### Provided data
▬▬▬▬▬▬

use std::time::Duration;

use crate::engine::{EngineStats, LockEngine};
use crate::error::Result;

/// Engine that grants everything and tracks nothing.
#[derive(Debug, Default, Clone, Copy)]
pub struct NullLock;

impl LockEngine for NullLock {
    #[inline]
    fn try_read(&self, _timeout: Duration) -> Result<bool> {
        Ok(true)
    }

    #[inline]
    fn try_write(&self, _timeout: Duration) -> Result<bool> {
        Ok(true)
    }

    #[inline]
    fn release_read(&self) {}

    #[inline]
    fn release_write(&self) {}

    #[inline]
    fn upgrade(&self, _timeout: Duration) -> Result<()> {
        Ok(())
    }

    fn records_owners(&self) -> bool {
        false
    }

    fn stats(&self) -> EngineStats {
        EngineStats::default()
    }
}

▬▬▬▬▬▬

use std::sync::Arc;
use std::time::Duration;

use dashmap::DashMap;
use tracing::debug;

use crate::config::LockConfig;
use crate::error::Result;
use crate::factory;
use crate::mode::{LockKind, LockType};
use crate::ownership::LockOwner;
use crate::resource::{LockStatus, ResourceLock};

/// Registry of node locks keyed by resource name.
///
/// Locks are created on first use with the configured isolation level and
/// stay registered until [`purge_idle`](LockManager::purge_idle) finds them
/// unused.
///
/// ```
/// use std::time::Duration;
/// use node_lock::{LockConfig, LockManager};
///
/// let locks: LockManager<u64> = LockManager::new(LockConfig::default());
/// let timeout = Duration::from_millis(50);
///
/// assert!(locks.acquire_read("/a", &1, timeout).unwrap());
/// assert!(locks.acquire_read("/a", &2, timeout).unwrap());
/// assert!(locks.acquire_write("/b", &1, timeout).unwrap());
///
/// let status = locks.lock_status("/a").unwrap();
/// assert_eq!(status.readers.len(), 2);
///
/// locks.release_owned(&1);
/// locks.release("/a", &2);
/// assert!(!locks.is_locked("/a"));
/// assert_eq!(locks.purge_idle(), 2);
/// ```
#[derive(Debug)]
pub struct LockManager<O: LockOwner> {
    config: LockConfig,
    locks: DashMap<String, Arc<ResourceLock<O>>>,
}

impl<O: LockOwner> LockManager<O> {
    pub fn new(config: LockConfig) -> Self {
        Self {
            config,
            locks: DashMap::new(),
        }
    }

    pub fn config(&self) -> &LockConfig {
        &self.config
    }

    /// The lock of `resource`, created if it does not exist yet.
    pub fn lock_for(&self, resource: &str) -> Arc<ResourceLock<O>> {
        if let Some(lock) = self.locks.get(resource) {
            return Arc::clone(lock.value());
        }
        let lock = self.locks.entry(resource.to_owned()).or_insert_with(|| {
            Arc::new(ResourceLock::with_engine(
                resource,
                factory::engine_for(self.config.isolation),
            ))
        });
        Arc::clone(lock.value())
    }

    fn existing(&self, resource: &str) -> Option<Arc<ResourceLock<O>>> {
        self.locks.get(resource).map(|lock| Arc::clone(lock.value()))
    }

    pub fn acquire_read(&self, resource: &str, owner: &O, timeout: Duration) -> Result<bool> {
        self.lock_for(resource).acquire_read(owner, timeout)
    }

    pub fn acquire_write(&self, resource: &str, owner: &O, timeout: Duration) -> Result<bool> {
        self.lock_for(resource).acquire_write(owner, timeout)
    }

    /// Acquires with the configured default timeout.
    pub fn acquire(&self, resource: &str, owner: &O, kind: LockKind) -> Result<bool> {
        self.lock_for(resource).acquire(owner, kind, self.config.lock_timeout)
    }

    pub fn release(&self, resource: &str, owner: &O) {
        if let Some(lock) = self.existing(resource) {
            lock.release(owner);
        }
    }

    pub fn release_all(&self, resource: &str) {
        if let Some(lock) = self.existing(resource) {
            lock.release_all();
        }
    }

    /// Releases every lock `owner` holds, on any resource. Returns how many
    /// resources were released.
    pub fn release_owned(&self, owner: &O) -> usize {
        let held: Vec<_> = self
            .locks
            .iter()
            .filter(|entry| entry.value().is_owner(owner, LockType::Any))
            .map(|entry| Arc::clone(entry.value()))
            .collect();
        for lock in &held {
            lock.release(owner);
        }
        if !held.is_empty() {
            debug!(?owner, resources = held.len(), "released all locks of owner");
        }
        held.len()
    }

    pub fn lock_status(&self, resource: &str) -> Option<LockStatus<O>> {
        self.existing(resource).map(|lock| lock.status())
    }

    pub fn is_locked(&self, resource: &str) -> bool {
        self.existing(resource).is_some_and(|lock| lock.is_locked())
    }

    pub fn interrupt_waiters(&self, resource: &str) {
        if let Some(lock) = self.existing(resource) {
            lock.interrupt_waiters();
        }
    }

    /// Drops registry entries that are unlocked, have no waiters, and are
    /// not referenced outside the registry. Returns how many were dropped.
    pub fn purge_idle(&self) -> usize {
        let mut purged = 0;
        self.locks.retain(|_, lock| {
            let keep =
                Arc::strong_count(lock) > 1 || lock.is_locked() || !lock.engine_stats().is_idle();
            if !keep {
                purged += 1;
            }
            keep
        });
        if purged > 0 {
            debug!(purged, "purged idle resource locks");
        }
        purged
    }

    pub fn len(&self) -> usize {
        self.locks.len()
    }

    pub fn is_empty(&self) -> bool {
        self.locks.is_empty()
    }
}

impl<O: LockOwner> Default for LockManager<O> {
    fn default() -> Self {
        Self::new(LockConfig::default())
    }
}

▬▬▬▬▬▬

### Assigned task
Pull out every line in the data above that has the word "LockManager".

### Exercise output
/// stay registered until [`purge_idle`](LockManager::purge_idle) finds them
/// use node_lock::{LockConfig, LockManager};
/// let locks: LockManager<u64> = LockManager::new(LockConfig::default());
pub struct LockManager<O: LockOwner> {
impl<O: LockOwner> LockManager<O> {
impl<O: LockOwner> Default for LockManager<O> {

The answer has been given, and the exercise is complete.